Una herida que no cierra | por Alejandro Iuliani

Opinión Villa Constitución

La función de esta noche en la Sala San Martín de Villa Constitución dejó al público sin aliento. Muerde, el unipersonal interpretado por Luciano Cáceres y escrito y dirigido por Francisco Lumerman, es un ejercicio escénico de alto voltaje emocional, construido sobre la crudeza de un relato fragmentado y la potencia irrebatible de un cuerpo expuesto en su límite. Cáceres encarna a René, una criatura herida, acorralada por el abandono, el desamor y una infancia convertida en ruina. Lo hace con una entrega actoral que no se ve muy seguido: sin red, sin adornos, sin pausa.

La obra propone un recorrido de 50 minutos por la mente de un hombre que no entiende —o no puede aceptar— cómo llegó hasta donde está. Hay sangre, sí. Pero la herida es más profunda que la que mancha la ropa: es la de alguien a quien la sociedad convirtió en desecho humano antes de que pudiera aprender siquiera a hablar su dolor. En ese sentido, Muerde no se limita al retrato psicológico: es una pieza de acusación silenciosa, donde la ausencia de empatía y la negación de los vínculos producen monstruos no por su maldad, sino por su tristeza desbordada.

El trabajo de Cáceres es inmenso. No actúa, habita. Desde el primer segundo en escena su cuerpo encorvado, sus manos sucias, su mirada desconectada, construyen un universo verosímil y aterrador. Alterna con destreza entre el balbuceo torpe y el estallido visceral; su voz tiembla, se rompe, se calla, y cada silencio suyo es más elocuente que una frase. La fisicidad que impone al personaje transforma el espacio escénico en una prolongación de su encierro mental. No hay en su actuación ni una nota falsa: todo en él respira verdad, incluso cuando lo que dice resulta inconcebible.

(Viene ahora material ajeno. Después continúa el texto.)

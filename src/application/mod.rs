// ============================================================
// Layer 2 — Application / Use Cases
// ============================================================
// This layer orchestrates all the other layers to accomplish
// a specific goal (training a solver or scoring sentences).
//
// Rules for this layer:
//   - No ML math or model code here
//   - No UI or printing here (that's Layer 1)
//   - No direct database/file access (that's Layer 4 and 6)
//   - Only workflow coordination
//
// Think of this layer as the "director" — it tells other
// layers what to do but doesn't do the work itself.
//
// Reference: Clean Architecture pattern
//            Rust Book §7 (Module System)

// The training workflow (with optional attention pretraining)
pub mod train_use_case;

// The scoring workflow
pub mod score_use_case;
// ============================================================
// Layer 4 — Data Pipeline
// ============================================================
// This layer handles everything from tab-separated text files
// all the way to backend-ready tensor batches.
//
// The pipeline flows in this order:
//
//   .tsv files
//       │
//       ▼
//   TextInstance       → one parsed line (text, label, index)
//       │
//       ▼
//   read_background    → joins instances with background files
//       │
//       ▼
//   WordTokenizer      → splits text into normalised words
//       │
//       ▼
//   DataIndexer        → converts words to index numbers
//       │
//       ▼
//   *Dataset           → implements Burn's Dataset trait
//       │
//       ▼
//   *Batcher           → stacks samples into tensor batches
//       │
//       ▼
//   DataLoader         → feeds batches to the training loop
//
// Each module is responsible for exactly one step.
// This makes each step independently testable and replaceable.
//
// Reference: Burn Book §4 (Datasets and Dataloaders)
//            Rust Book §13 (Iterators and Closures)

/// Splits text into lowercased, punctuation-stripped words
pub mod tokenizer;

/// Maps words to stable indices, with reserved padding/unknown slots
pub mod indexer;

/// Parsed file lines: instances, background sets, attention labels
pub mod instance;

/// File readers plus Burn's Dataset trait for all sample kinds
pub mod dataset;

/// Implements Burn's Batcher trait to create tensor batches
pub mod batcher;

/// Shuffles and splits data into train/validation sets
pub mod splitter;
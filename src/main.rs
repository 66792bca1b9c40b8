#![allow(dead_code, unused_imports)]
#![recursion_limit = "256"]

mod cli;
mod application;
mod domain;
mod data;
mod ml;
mod infra;

use anyhow::Result;
use cli::Cli;
use clap::Parser;

fn main() -> Result<()> {
    tracing_subscriber::fmt()
        .with_env_filter(
            tracing_subscriber::EnvFilter::from_default_env()
                .add_directive("deep_qa=info".parse().unwrap()),
        )
        .init();

    let cli = Cli::parse();
    cli.run()
}
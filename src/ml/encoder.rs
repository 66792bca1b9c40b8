// ============================================================
// Layer 5 — Sentence Encoders
// ============================================================
// Turns padded word-index sequences into fixed-size sentence
// vectors. Two encoder kinds, selected by config:
//
//   bow   Masked mean of the word embeddings. No parameters of
//         its own, output size = embedding size.
//   lstm  Final hidden state of an LSTM over the embeddings,
//         output size = hidden size.
//
// Sequences are LEFT-padded, so for the LSTM the last timestep
// is always the real final word and no mask juggling is needed
// to read off the final state. The BOW mean masks padding
// explicitly.
//
// The free functions below are the named stages every model in
// this crate is composed from. The pretrainer rebuilds a prefix
// of the memory network from these same stages, which is what
// keeps its graph and the full model's graph in sync.
//
// Reference: Burn Book §5 (Modules)

use burn::{
    nn::{Embedding, Lstm, LstmConfig},
    prelude::*,
};

// ─── Encoder kind ─────────────────────────────────────────────────────────────

/// Which sentence encoder to build. Serialized into the training
/// config, so spelled in snake_case on disk.
#[derive(Debug, Clone, Copy, PartialEq, Eq, serde::Serialize, serde::Deserialize)]
#[serde(rename_all = "snake_case")]
pub enum EncoderKind {
    Bow,
    Lstm,
}

// ─── SentenceEncoder ──────────────────────────────────────────────────────────

#[derive(Config, Debug)]
pub struct SentenceEncoderConfig {
    pub kind:           EncoderKind,
    pub embedding_size: usize,
    pub hidden_size:    usize,
}

/// Sentence encoder module. `lstm` is None for the BOW kind,
/// which keeps the module tree identical across checkpoints of
/// the same configuration.
#[derive(Module, Debug)]
pub struct SentenceEncoder<B: Backend> {
    lstm:        Option<Lstm<B>>,
    output_size: usize,
}

impl SentenceEncoderConfig {
    pub fn init<B: Backend>(&self, device: &B::Device) -> SentenceEncoder<B> {
        let lstm = match self.kind {
            EncoderKind::Bow  => None,
            EncoderKind::Lstm => {
                Some(LstmConfig::new(self.embedding_size, self.hidden_size, true).init(device))
            }
        };
        let output_size = match self.kind {
            EncoderKind::Bow  => self.embedding_size,
            EncoderKind::Lstm => self.hidden_size,
        };
        SentenceEncoder { lstm, output_size }
    }
}

impl<B: Backend> SentenceEncoder<B> {
    /// Size of the sentence vectors this encoder produces.
    pub fn output_size(&self) -> usize {
        self.output_size
    }

    /// Encode embedded sentences.
    ///
    /// Shapes: embedded [N, S, E], mask [N, S] → output [N, D]
    /// where D is `output_size()`.
    pub fn forward(&self, embedded: Tensor<B, 3>, mask: Tensor<B, 2>) -> Tensor<B, 2> {
        match &self.lstm {
            None => {
                // Masked mean: zero out padding embeddings, then
                // divide by the real word count per sentence.
                let [n, s, e] = embedded.dims();
                let mask3  = mask.clone().reshape([n, s, 1]);
                let summed = (embedded * mask3.expand([n, s, e]))
                    .sum_dim(1)
                    .reshape([n, e]);
                let counts = mask.sum_dim(1).reshape([n, 1]).clamp_min(1.0);
                summed / counts.expand([n, e])
            }
            Some(lstm) => {
                let (_cells, hidden) = lstm.forward(embedded, None);
                // Left padding puts the final word at the last
                // timestep, so slicing it off gives the final state.
                let [n, s, h] = hidden.dims();
                hidden.slice([0..n, (s - 1)..s, 0..h]).reshape([n, h])
            }
        }
    }
}

// ─── Shared model stages ──────────────────────────────────────────────────────

/// Stage 1: look up embeddings and derive the padding mask.
///
/// Shapes: tokens [N, S] → (embedded [N, S, E], mask [N, S]).
/// Padding is word index 0; the mask is 1.0 for real words.
pub fn embed_and_mask<B: Backend>(
    embedding: &Embedding<B>,
    tokens:    Tensor<B, 2, Int>,
) -> (Tensor<B, 3>, Tensor<B, 2>) {
    let mask = tokens.clone().equal_elem(0).bool_not().float();
    let embedded = embedding.forward(tokens);
    (embedded, mask)
}

/// Stage 2: embed and encode a batch of sentences.
///
/// Shapes: tokens [N, S] → encoded [N, D].
pub fn encode_sentences<B: Backend>(
    embedding: &Embedding<B>,
    encoder:   &SentenceEncoder<B>,
    tokens:    Tensor<B, 2, Int>,
) -> Tensor<B, 2> {
    let (embedded, mask) = embed_and_mask(embedding, tokens);
    encoder.forward(embedded, mask)
}

/// Stage 2, background variant: encode every background sentence
/// of every sample with the same encoder weights.
///
/// Shapes: background [B, K, S] → encoded [B, K, D].
pub fn encode_background<B: Backend>(
    embedding:  &Embedding<B>,
    encoder:    &SentenceEncoder<B>,
    background: Tensor<B, 3, Int>,
) -> Tensor<B, 3> {
    let [b, k, s] = background.dims();
    let encoded = encode_sentences(embedding, encoder, background.reshape([b * k, s]));
    encoded.reshape([b, k, encoder.output_size()])
}

// ─── Unit Tests ───────────────────────────────────────────────────────────────
#[cfg(test)]
mod tests {
    use super::*;
    use burn::nn::EmbeddingConfig;

    type TestBackend = burn::backend::NdArray;

    #[test]
    fn test_bow_is_masked_mean() {
        let device  = Default::default();
        let encoder = SentenceEncoderConfig::new(EncoderKind::Bow, 2, 4)
            .init::<TestBackend>(&device);

        // One sentence, three positions, last one padding.
        let embedded = Tensor::<TestBackend, 1>::from_floats(
            [1.0, 2.0, 3.0, 4.0, 9.0, 9.0].as_slice(),
            &device,
        )
        .reshape([1, 3, 2]);
        let mask = Tensor::<TestBackend, 1>::from_floats([1.0, 1.0, 0.0].as_slice(), &device)
            .reshape([1, 3]);

        let out: Vec<f32> = encoder
            .forward(embedded, mask)
            .reshape([2])
            .into_data()
            .convert::<f32>()
            .value;
        assert_eq!(out, vec![2.0, 3.0]);
        assert_eq!(encoder.output_size(), 2);
    }

    #[test]
    fn test_bow_all_padding_does_not_divide_by_zero() {
        let device  = Default::default();
        let encoder = SentenceEncoderConfig::new(EncoderKind::Bow, 2, 4)
            .init::<TestBackend>(&device);

        let embedded = Tensor::<TestBackend, 1>::from_floats([0.0; 4].as_slice(), &device)
            .reshape([1, 2, 2]);
        let mask = Tensor::<TestBackend, 1>::from_floats([0.0, 0.0].as_slice(), &device)
            .reshape([1, 2]);

        let out: Vec<f32> = encoder
            .forward(embedded, mask)
            .reshape([2])
            .into_data()
            .convert::<f32>()
            .value;
        assert!(out.iter().all(|v| v.is_finite()));
    }

    #[test]
    fn test_lstm_output_shape() {
        let device  = Default::default();
        let encoder = SentenceEncoderConfig::new(EncoderKind::Lstm, 3, 5)
            .init::<TestBackend>(&device);
        assert_eq!(encoder.output_size(), 5);

        let embedded = Tensor::<TestBackend, 3>::zeros([2, 4, 3], &device);
        let mask     = Tensor::<TestBackend, 2>::ones([2, 4], &device);
        assert_eq!(encoder.forward(embedded, mask).dims(), [2, 5]);
    }

    #[test]
    fn test_embed_and_mask_marks_padding() {
        let device    = Default::default();
        let embedding = EmbeddingConfig::new(10, 3).init::<TestBackend>(&device);
        let tokens    = Tensor::<TestBackend, 1, Int>::from_ints([0, 0, 4, 7].as_slice(), &device)
            .reshape([1, 4]);

        let (embedded, mask) = embed_and_mask(&embedding, tokens);
        assert_eq!(embedded.dims(), [1, 4, 3]);
        let mask_row: Vec<f32> = mask.reshape([4]).into_data().convert::<f32>().value;
        assert_eq!(mask_row, vec![0.0, 0.0, 1.0, 1.0]);
    }

    #[test]
    fn test_encode_background_shape() {
        let device    = Default::default();
        let embedding = EmbeddingConfig::new(10, 3).init::<TestBackend>(&device);
        let encoder   = SentenceEncoderConfig::new(EncoderKind::Bow, 3, 4)
            .init::<TestBackend>(&device);

        let background = Tensor::<TestBackend, 1, Int>::from_ints(
            [1, 2, 3, 4, 5, 6, 7, 8, 9, 1, 2, 3].as_slice(),
            &device,
        )
        .reshape([2, 3, 2]);

        assert_eq!(encode_background(&embedding, &encoder, background).dims(), [2, 3, 3]);
    }
}
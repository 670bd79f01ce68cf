//! In-memory store for testing.

use std::{collections::HashMap, sync::Mutex};

use {async_trait::async_trait, serde_json::Value};

use crate::{
    Result,
    kv::{KvStore, validate_key},
};

/// `HashMap` behind a `Mutex`. No persistence — for tests only.
pub struct MemoryKvStore {
    entries: Mutex<HashMap<String, Value>>,
}

impl MemoryKvStore {
    pub fn new() -> Self {
        Self {
            entries: Mutex::new(HashMap::new()),
        }
    }
}

impl Default for MemoryKvStore {
    fn default() -> Self {
        Self::new()
    }
}

#[async_trait]
impl KvStore for MemoryKvStore {
    async fn get(&self, key: &str) -> Result<Option<Value>> {
        validate_key(key)?;
        let entries = self.entries.lock().unwrap_or_else(|e| e.into_inner());
        Ok(entries.get(key).cloned())
    }

    async fn set(&self, key: &str, value: Value) -> Result<()> {
        validate_key(key)?;
        let mut entries = self.entries.lock().unwrap_or_else(|e| e.into_inner());
        entries.insert(key.to_string(), value);
        Ok(())
    }

    async fn remove(&self, key: &str) -> Result<()> {
        validate_key(key)?;
        let mut entries = self.entries.lock().unwrap_or_else(|e| e.into_inner());
        entries.remove(key);
        Ok(())
    }
}
//! `emberdash schedule` subcommands: inspect and poke the burn scheduler
//! without going through the HTTP API.

use clap::Subcommand;

use {
    emberdash_burn::schedule::{day_name, format_until},
    emberdash_config::EmberdashConfig,
    emberdash_gateway::server::build_state,
};

#[derive(Subcommand)]
pub enum ScheduleAction {
    /// Print the current schedule.
    Show,
    /// Print recent firings, newest first.
    History {
        #[arg(long, default_value_t = 20)]
        limit: usize,
    },
    /// Perform one due-check cycle now.
    Run,
}

pub async fn run(config: &EmberdashConfig, action: ScheduleAction) -> anyhow::Result<()> {
    let state = build_state(config);

    match action {
        ScheduleAction::Show => {
            let schedule = state.burn.config().await?;
            let status = state.burn.status().await?;
            println!("{}", serde_json::to_string_pretty(&schedule)?);
            println!(
                "next: {} {} (in {})",
                day_name(schedule.day_of_week),
                schedule.time_of_day,
                format_until(status.ms_until_next),
            );
        },
        ScheduleAction::History { limit } => {
            let records = state.burn.history(limit).await?;
            println!("{}", serde_json::to_string_pretty(&records)?);
        },
        ScheduleAction::Run => {
            let executed = state.burn.run_due_check_once().await?;
            println!("executed: {executed}");
        },
    }
    Ok(())
}
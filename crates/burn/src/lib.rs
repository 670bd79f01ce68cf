//! Weekly token-burn scheduler.
//!
//! A single schedule per installation: a (day-of-week, time-of-day) pair, a
//! percentage of the source wallet's balance, and a token kind. A polling
//! service checks once a minute whether the next occurrence is due and, if
//! so, dispatches the burn through an external signing capability, records
//! the outcome in a capped history, and advances the schedule.
//!
//! Wallet balances, transaction signing, and the clock are capability traits
//! ([`service::WalletLookup`], [`service::BurnInvoker`], [`service::Clock`])
//! so the whole core runs against fakes in tests.

pub mod error;
pub mod schedule;
pub mod service;
pub mod store;
pub mod types;

pub use error::{Error, Result};
//! HTTP client for the spot-price endpoint.

use serde::{Deserialize, Serialize};

use crate::{Error, Result};

/// A spot quote. `amount` stays a decimal-as-string, exactly as the upstream
/// reports it.
#[derive(Debug, Clone, Serialize, Deserialize, PartialEq, Eq)]
#[serde(rename_all = "camelCase")]
pub struct SpotPrice {
    pub base: String,
    pub currency: String,
    pub amount: String,
}

#[derive(Debug, Deserialize)]
struct SpotResponse {
    data: SpotPrice,
}

pub struct PriceClient {
    client: reqwest::Client,
    base_url: String,
}

impl PriceClient {
    pub fn new(client: reqwest::Client, base_url: impl Into<String>) -> Self {
        let mut base_url = base_url.into();
        while base_url.ends_with('/') {
            base_url.pop();
        }
        Self { client, base_url }
    }

    /// Fetch the spot price for a pair like `BTC-USD`.
    pub async fn spot(&self, pair: &str) -> Result<SpotPrice> {
        let pair = normalize_pair(pair)?;
        let url = format!("{}/v2/prices/{pair}/spot", self.base_url);
        let response = self
            .client
            .get(&url)
            .send()
            .await?
            .error_for_status()?
            .json::<SpotResponse>()
            .await?;
        Ok(response.data)
    }
}

/// Uppercase `BASE-QUOTE`, alphanumeric symbols only.
fn normalize_pair(pair: &str) -> Result<String> {
    let upper = pair.trim().to_ascii_uppercase();
    let valid = match upper.split_once('-') {
        Some((base, quote)) => {
            !base.is_empty()
                && !quote.is_empty()
                && upper
                    .chars()
                    .all(|c| c.is_ascii_alphanumeric() || c == '-')
        },
        None => false,
    };
    if valid {
        Ok(upper)
    } else {
        Err(Error::invalid_pair(pair))
    }
}

#[allow(clippy::unwrap_used, clippy::expect_used)]
#[cfg(test)]
mod tests {
    use super::*;

    #[test]
    fn test_normalize_pair() {
        assert_eq!(normalize_pair("btc-usd").unwrap(), "BTC-USD");
        assert_eq!(normalize_pair(" ETH-USD ").unwrap(), "ETH-USD");
        assert!(normalize_pair("BTCUSD").is_err());
        assert!(normalize_pair("-USD").is_err());
        assert!(normalize_pair("BTC/USD").is_err());
    }

    #[tokio::test]
    async fn test_spot_parses_upstream_shape() {
        let mut server = mockito::Server::new_async().await;
        let mock = server
            .mock("GET", "/v2/prices/BTC-USD/spot")
            .with_status(200)
            .with_header("content-type", "application/json")
            .with_body(r#"{"data":{"base":"BTC","currency":"USD","amount":"43250.00"}}"#)
            .create_async()
            .await;

        let client = PriceClient::new(reqwest::Client::new(), server.url());
        let price = client.spot("btc-usd").await.unwrap();

        mock.assert_async().await;
        assert_eq!(price, SpotPrice {
            base: "BTC".into(),
            currency: "USD".into(),
            amount: "43250.00".into(),
        });
    }

    #[tokio::test]
    async fn test_spot_upstream_error_is_surfaced() {
        let mut server = mockito::Server::new_async().await;
        server
            .mock("GET", "/v2/prices/DOGE-USD/spot")
            .with_status(500)
            .create_async()
            .await;

        let client = PriceClient::new(reqwest::Client::new(), server.url());
        assert!(client.spot("DOGE-USD").await.is_err());
    }
}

Lumerman escribe con una economía de palabras que estremece. No hay explicaciones ni moralejas. El espectador debe reconstruir, como pueda, el rompecabezas de una vida marcada por la omisión y la violencia. Hay ecos de tragedia en ese personaje encerrado en un taller de ataúdes, confinado por la misma familia que debería haberlo salvado. La obra recuerda, inevitablemente, a ciertos mitos antiguos: Edipo, marcado por el abandono y empujado a un destino ineludible; o incluso Filoctetes, el héroe griego aislado en una isla, pudriéndose en su herida, condenado por los suyos al olvido. En René, ese pasado trágico se reescribe en clave contemporánea: no hay oráculos, solo el silencio espeso de quienes prefieren no ver.

El dispositivo escénico es mínimo pero eficaz: una mesa, algunas herramientas, aserrín en el suelo. Todo está al servicio del relato. La luz es cruel, como un foco interrogador; el sonido, apenas sugerido, potencia la angustia. Pero lo que sostiene el montaje es la construcción interior de ese ser solitario que se debate entre la necesidad de ser amado y la certeza de que fue descartado para siempre.

Muerde no es una obra fácil. No busca agradar, ni conmover con recursos sentimentales. Va más allá: interpela, raspa, deja marcas. Y lo hace con una madurez estética que honra al teatro como arte de la presencia y del riesgo. Lo que vimos esta noche no fue solo una gran actuación —que lo fue—, sino también una lección de cómo la escena puede abrir preguntas fundamentales: ¿Qué hacemos con aquellos a quienes no queremos mirar? ¿Qué responsabilidad tenemos frente a la exclusión? ¿Qué voz le damos al dolor cuando no se parece al nuestro?

Luciano Cáceres termina la función con el cuerpo exhausto. El público lo despide con un aplauso largo, agradecido. No por haber sido testigo de un espectáculo —que también—, sino por haber sido invitado a ver, aunque sea por un rato, lo que duele cuando nadie escucha.


Alejandro Iuliani es periodista, actor y director teatral; editor del diario digital El Tigre de Papel y director de Radio X, de Villa Constitución (Santa Fe), emisora integrante de Cadena Regional.